UN "PLAN DE FRUGALITÉ"

Le Maire explique ensuite que la ville met en place un "plan de frugalité". Les Grenoblois en font les frais avec la température dans les gymnases handicapantes pour ceux qui les utilisent. À la Halle Clémenceau, on relevait 9 degrés entre 18h et 19h30 ces derniers jours, plusieurs soirs de suite ! Pas sûr que les quelques économies réalisées par la ville valent la peine de frigorifier ainsi les Grenoblois.  

ERIC PIOLLE VANTE CE QUI L'ARRANGE

Vient ensuite un paragraphe pour parler de la politique de la ville pour réduire la dépendance énergétique. C'est un bijou de mauvaise foi. Eric Piolle vante la réduction de la consommation des bâtiments municipaux... depuis 2005, soit bien avant son arrivée au pouvoir. Il s'enorgueillit de dispositifs métropolitains de rénovation, alors qu'il est en guerre avec la Métropole et son Président. Et il ose plaider pour un renforcement du réseau de transports en commun, alors que son adjoint Yann Mongaburu a présidé le SMMAG pendant 6 ans et n'a pas été capable de construire 1km de tram supplémentaire. Depuis l'arrivée d'Eric Piolle, la part modale des transports collectifs stagne d'ailleurs pour la première fois de leur histoire.

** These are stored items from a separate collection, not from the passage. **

//! Item list with single or multiple selection and keyboard search.
//!
//! Used as a drop-down (combo box) in [`SelectionMode::Single`] and as a
//! plain list in [`SelectionMode::Multi`]. Typing letters or digits while
//! the list has focus selects the first item whose label contains the typed
//! text, ignoring case.

use std::sync::atomic::{AtomicBool, Ordering};
use std::sync::{Arc, RwLock};

use super::WidgetId;
use crate::model::{ListenerId, Listeners};

/// Selection mode for a list box.
#[derive(Debug, Clone, Copy, Default, PartialEq, Eq)]
pub enum SelectionMode {
    /// At most one item is selected
    #[default]
    Single,
    /// Any number of items can be selected
    Multi,
}

type SelectionCallback = dyn Fn(&ListBox) + Send + Sync;

#[derive(Debug, Default)]
struct ListBoxInner {
    /// Item labels in display order
    labels: Vec<String>,
    /// Lower-cased labels for searching
    search_labels: Vec<String>,
    /// Selected indices, ascending
    selected: Vec<usize>,
    /// Text typed since the list gained focus
    search: String,
    enabled: bool,
}

impl ListBoxInner {
    fn normalize(&self, mode: SelectionMode, indices: impl IntoIterator<Item = usize>) -> Vec<usize> {
        let len = self.labels.len();
        let mut selected: Vec<usize> = indices.into_iter().filter(|&i| i < len).collect();
        selected.sort_unstable();
        selected.dedup();
        if mode == SelectionMode::Single {
            selected.truncate(1);
        }
        selected
    }

    fn first_match(&self) -> Option<usize> {
        self.search_labels
            .iter()
            .position(|label| label.contains(&self.search))
    }
}

/// A list of text items with a selection.
#[derive(Debug)]
pub struct ListBox {
    id: WidgetId,
    mode: SelectionMode,
    inner: Arc<RwLock<ListBoxInner>>,
    listeners: Arc<Listeners<SelectionCallback>>,
    dirty: Arc<AtomicBool>,
}

impl ListBox {
    /// Create an empty list box
    pub fn new(mode: SelectionMode) -> Self {
        Self {
            id: WidgetId::new(),
            mode,
            inner: Arc::new(RwLock::new(ListBoxInner {
                enabled: true,
                ..Default::default()
            })),
            listeners: Arc::new(Listeners::new()),
            dirty: Arc::new(AtomicBool::new(false)),
        }
    }

    pub fn id(&self) -> WidgetId {
        self.id
    }

    pub fn mode(&self) -> SelectionMode {
        self.mode
    }

    // -------------------------------------------------------------------------
    // Read methods
    // -------------------------------------------------------------------------

    pub fn labels(&self) -> Vec<String> {
        self.inner
            .read()
            .map(|guard| guard.labels.clone())
            .unwrap_or_default()
    }

    pub fn len(&self) -> usize {
        self.inner.read().map(|guard| guard.labels.len()).unwrap_or(0)
    }

    pub fn is_empty(&self) -> bool {
        self.len() == 0
    }

    /// Selected indices, ascending
    pub fn selected_indices(&self) -> Vec<usize> {
        self.inner
            .read()
            .map(|guard| guard.selected.clone())
            .unwrap_or_default()
    }

    /// The selected index when exactly one item is selected
    pub fn selected_index(&self) -> Option<usize> {
        self.inner
            .read()
            .ok()
            .and_then(|guard| match guard.selected.as_slice() {
                [index] => Some(*index),
                _ => None,
            })
    }

    /// Text typed since the list gained focus, lower-cased
    pub fn search_text(&self) -> String {
        self.inner
            .read()
            .map(|guard| guard.search.clone())
            .unwrap_or_default()
    }

    pub fn is_enabled(&self) -> bool {
        self.inner.read().map(|guard| guard.enabled).unwrap_or(false)
    }

    // -------------------------------------------------------------------------
    // Write methods
    // -------------------------------------------------------------------------

    /// Replace the items. Selected indices past the new end are dropped,
    /// which raises the selection callbacks.
    pub fn set_labels(&self, labels: Vec<String>) {
        let changed = match self.inner.write() {
            Ok(mut guard) => {
                guard.search_labels = labels.iter().map(|label| label.to_lowercase()).collect();
                guard.labels = labels;
                let selected = guard.normalize(self.mode, guard.selected.clone());
                let changed = selected != guard.selected;
                guard.selected = selected;
                self.dirty.store(true, Ordering::SeqCst);
                changed
            }
            Err(_) => false,
        };
        if changed {
            self.selection_changed();
        }
    }

    /// Replace the selection. Raises the callbacks if it changed.
    pub fn set_selected_indices(&self, indices: Vec<usize>) {
        let changed = match self.inner.write() {
            Ok(mut guard) => {
                let selected = guard.normalize(self.mode, indices);
                let changed = selected != guard.selected;
                guard.selected = selected;
                changed
            }
            Err(_) => false,
        };
        if changed {
            self.selection_changed();
        }
    }

    /// Select one item, or nothing with `None`.
    pub fn select_index(&self, index: Option<usize>) {
        self.set_selected_indices(index.into_iter().collect());
    }

    /// Add or remove one index from a multi selection (ctrl-click).
    /// In single mode this selects the index.
    pub fn toggle_index(&self, index: usize) {
        if self.mode == SelectionMode::Single {
            self.select_index(Some(index));
            return;
        }
        let mut selected = self.selected_indices();
        match selected.iter().position(|&i| i == index) {
            Some(position) => {
                selected.remove(position);
            }
            None => selected.push(index),
        }
        self.set_selected_indices(selected);
    }

    pub fn set_enabled(&self, enabled: bool) {
        if let Ok(mut guard) = self.inner.write()
            && guard.enabled != enabled
        {
            guard.enabled = enabled;
            self.dirty.store(true, Ordering::SeqCst);
        }
    }

    // -------------------------------------------------------------------------
    // Keyboard search
    // -------------------------------------------------------------------------

    /// A key was typed. Letters and digits extend the search text.
    ///
    /// Selects the first matching item; with no match the selection stays.
    pub fn key_typed(&self, c: char) {
        if !c.is_alphanumeric() || !self.is_enabled() {
            return;
        }
        let found = match self.inner.write() {
            Ok(mut guard) => {
                guard.search.extend(c.to_lowercase());
                guard.first_match()
            }
            Err(_) => None,
        };
        log::trace!("List {} search {:?} -> {:?}", self.id, self.search_text(), found);
        if found.is_some() {
            self.select_index(found);
        }
    }

    /// Backspace shortens the search text and searches again.
    pub fn backspace(&self) {
        if !self.is_enabled() {
            return;
        }
        let found = match self.inner.write() {
            Ok(mut guard) => match guard.search.pop() {
                Some(_) => guard.first_match(),
                None => None,
            },
            Err(_) => None,
        };
        if found.is_some() {
            self.select_index(found);
        }
    }

    /// Focus entered the list. Starts a fresh search.
    pub fn focus_gained(&self) {
        if let Ok(mut guard) = self.inner.write() {
            guard.search.clear();
        }
    }

    // -------------------------------------------------------------------------
    // Selection callbacks
    // -------------------------------------------------------------------------

    /// Register a callback raised after the selection changed
    pub fn on_selection_change<F>(&self, callback: F) -> ListenerId
    where
        F: Fn(&ListBox) + Send + Sync + 'static,
    {
        self.listeners.add(Arc::new(callback))
    }

    pub fn remove_on_selection_change(&self, id: ListenerId) -> bool {
        self.listeners.remove(id)
    }

    pub fn callback_count(&self) -> usize {
        self.listeners.len()
    }

    fn selection_changed(&self) {
        self.dirty.store(true, Ordering::SeqCst);
        self.listeners.dispatch(None, |callback| callback(self));
    }

    pub fn is_dirty(&self) -> bool {
        self.dirty.load(Ordering::SeqCst)
    }

    pub fn clear_dirty(&self) {
        self.dirty.store(false, Ordering::SeqCst);
    }
}

impl Clone for ListBox {
    fn clone(&self) -> Self {
        Self {
            id: self.id,
            mode: self.mode,
            inner: Arc::clone(&self.inner),
            listeners: Arc::clone(&self.listeners),
            dirty: Arc::clone(&self.dirty),
        }
    }
}

#[cfg(test)]
mod tests {
    use super::*;

    fn fruit() -> ListBox {
        let list = ListBox::new(SelectionMode::Single);
        list.set_labels(vec!["Apple".into(), "Banana".into(), "Cherry".into()]);
        list
    }

    #[test]
    fn test_single_mode_keeps_one_index() {
        let list = fruit();
        list.set_selected_indices(vec![2, 1]);
        assert_eq!(list.selected_indices(), vec![1]);
    }

    #[test]
    fn test_shrinking_labels_drops_selection() {
        let list = fruit();
        list.select_index(Some(2));
        list.set_labels(vec!["Apple".into()]);
        assert_eq!(list.selected_index(), None);
    }

    #[test]
    fn test_backspace_on_empty_search_is_noop() {
        let list = fruit();
        list.select_index(Some(1));
        list.backspace();
        assert_eq!(list.selected_index(), Some(1));
        assert_eq!(list.search_text(), "");
    }
}
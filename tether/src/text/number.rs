//! Decimal number formatting with configurable separators.

use crate::error::ParseError;

/// Format `value` with a fixed number of fraction digits.
pub(crate) fn format(value: f64, fraction_digits: usize, decimal: char, grouping: Option<char>) -> String {
    if !value.is_finite() {
        return value.to_string();
    }
    let plain = format!("{:.*}", fraction_digits, value.abs());
    let (integer, fraction) = match plain.split_once('.') {
        Some((integer, fraction)) => (integer, Some(fraction)),
        None => (plain.as_str(), None),
    };

    let mut out = String::with_capacity(plain.len() + integer.len() / 3 + 1);
    if value.is_sign_negative() && plain.chars().any(|c| c != '0' && c != '.') {
        out.push('-');
    }
    let len = integer.len();
    for (index, digit) in integer.chars().enumerate() {
        if index > 0
            && (len - index) % 3 == 0
            && let Some(separator) = grouping
        {
            out.push(separator);
        }
        out.push(digit);
    }
    if let Some(fraction) = fraction {
        out.push(decimal);
        out.push_str(fraction);
    }
    out
}

/// Parse text produced by [`format`] or typed by a user.
///
/// Grouping separators are ignored anywhere in the integer part.
pub(crate) fn parse(text: &str, decimal: char, grouping: Option<char>) -> Result<f64, ParseError> {
    let trimmed = text.trim();
    let normalized: String = trimmed
        .chars()
        .filter(|c| Some(*c) != grouping)
        .map(|c| if c == decimal { '.' } else { c })
        .collect();

    let valid_chars = normalized
        .chars()
        .enumerate()
        .all(|(index, c)| c.is_ascii_digit() || c == '.' || (index == 0 && (c == '-' || c == '+')));
    if normalized.is_empty() || !valid_chars {
        return Err(ParseError::new(text, "number"));
    }

    match normalized.parse::<f64>() {
        Ok(value) if value.is_finite() => Ok(value),
        _ => Err(ParseError::new(text, "number")),
    }
}

#[cfg(test)]
mod tests {
    use super::*;

    #[test]
    fn test_format_groups_thousands() {
        assert_eq!(format(1234567.891, 2, '.', Some(',')), "1,234,567.89");
        assert_eq!(format(-1234.5, 1, ',', Some('.')), "-1.234,5");
        assert_eq!(format(999.0, 0, '.', Some(',')), "999");
    }

    #[test]
    fn test_format_negative_zero() {
        assert_eq!(format(-0.001, 2, '.', None), "0.00");
    }

    #[test]
    fn test_parse_with_separators() {
        assert_eq!(parse(" 1,234.5 ", '.', Some(',')), Ok(1234.5));
        assert_eq!(parse("1.234,5", ',', Some('.')), Ok(1234.5));
    }

    #[test]
    fn test_parse_rejects_garbage() {
        assert!(parse("12a", '.', Some(',')).is_err());
        assert!(parse("", '.', None).is_err());
        assert!(parse("inf", '.', None).is_err());
        assert!(parse("1.2.3", '.', None).is_err());
    }
}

LE "0 ÉNERGIE FOSSILE" ENCORE LOIN

Il ose également expliquer qu'il faut avancer vers le "0 énergie fossile et le 0 énergie nucléaire". On en est loin, malgré la fake news qu'il a laissé diffuser pour faire croire que Grenoble fonctionne à 100% au renouvelable. Christophe Ferrari révélait récemment que la Compagnie de Chauffage présidé par Alan Confesson, adjoint de Piolle, utilise 12% de charbon dans son mix énergétique. Soit l'énergie la plus polluante qui soit. Par ailleurs, lors du dernier conseil municipal, les élus du Groupe d'Opposition présidé par Alain Carignon ont découvert que la ville va acheter 79 000 litres de Gasoil en 2023 pour les 96 véhicules diesels de la ville, dont 29 devrait être interdits de rouler avec la ZFE qui arrive. Pour la fin des énergies fossiles, on repassera. Pour la fin de l'hypocrisie aussi.

L'hypocrisie municipale à propos des énergies fossiles révélée par Nicolas Pinel, conseiller d'opposition

AUX HABITANTS DE S'ADAPTER

"Je vous invite chacune et chacun à réduire vos consommations énergétiques", ose finalement demander Eric Piolle. Sans aucune honte, alors que les années de lobbying anti-nucléaire auquel il a participé nous conduisent à cette situation. Et comme si l'explosion des prix n'avait pas déjà contraint les Grenoblois à adapter leurs consommations. Encore plus hypocrite : pendant ce temps, les élus de la majorité poursuivent leurs voyages en avion partout dans le monde pour le compte de la ville. Déplacement à Bethléem pour Annabelle Bretton et Emmanuel Carroz, également à Lisbonne et Oxford pour ce dernier... Eric Piolle s'est quant à lui rendu en Egypte pour la COP27, alors qu'il a reconnu qu'il y a une “forte présence des lobbys” et que ce n’est “pas vraiment efficace”. Aux Grenoblois de réduire leurs consommations, la majorité continue quant à elle de brûler des énergies fossiles pour des déplacements dont aucun bilan, aucun compte-rendu n'est fait.

QUEL BILAN CARBONE ET FINANCIER POUR CE COURRIER ?

Au terme d'une année capitale verte qui n'aura servi à rien, n'aura pas fait avancer d'un pouce le territoire, Eric Piolle ose encore marteler sa propagande avec les moyens de la ville. Alors que les Grenoblois s'apprêtent à subir une hausse massive des impôts, on peut légitimement s'interroger sur le coût pour la ville de l'envoi. On est aussi en droit de se demander combien d'arbres représente le papier utilisé pour cette impression massive. Quoi qu'il en soit, personne n'avait besoin de recevoir ce genre de leçons bien mal placées dans sa boite aux lettres.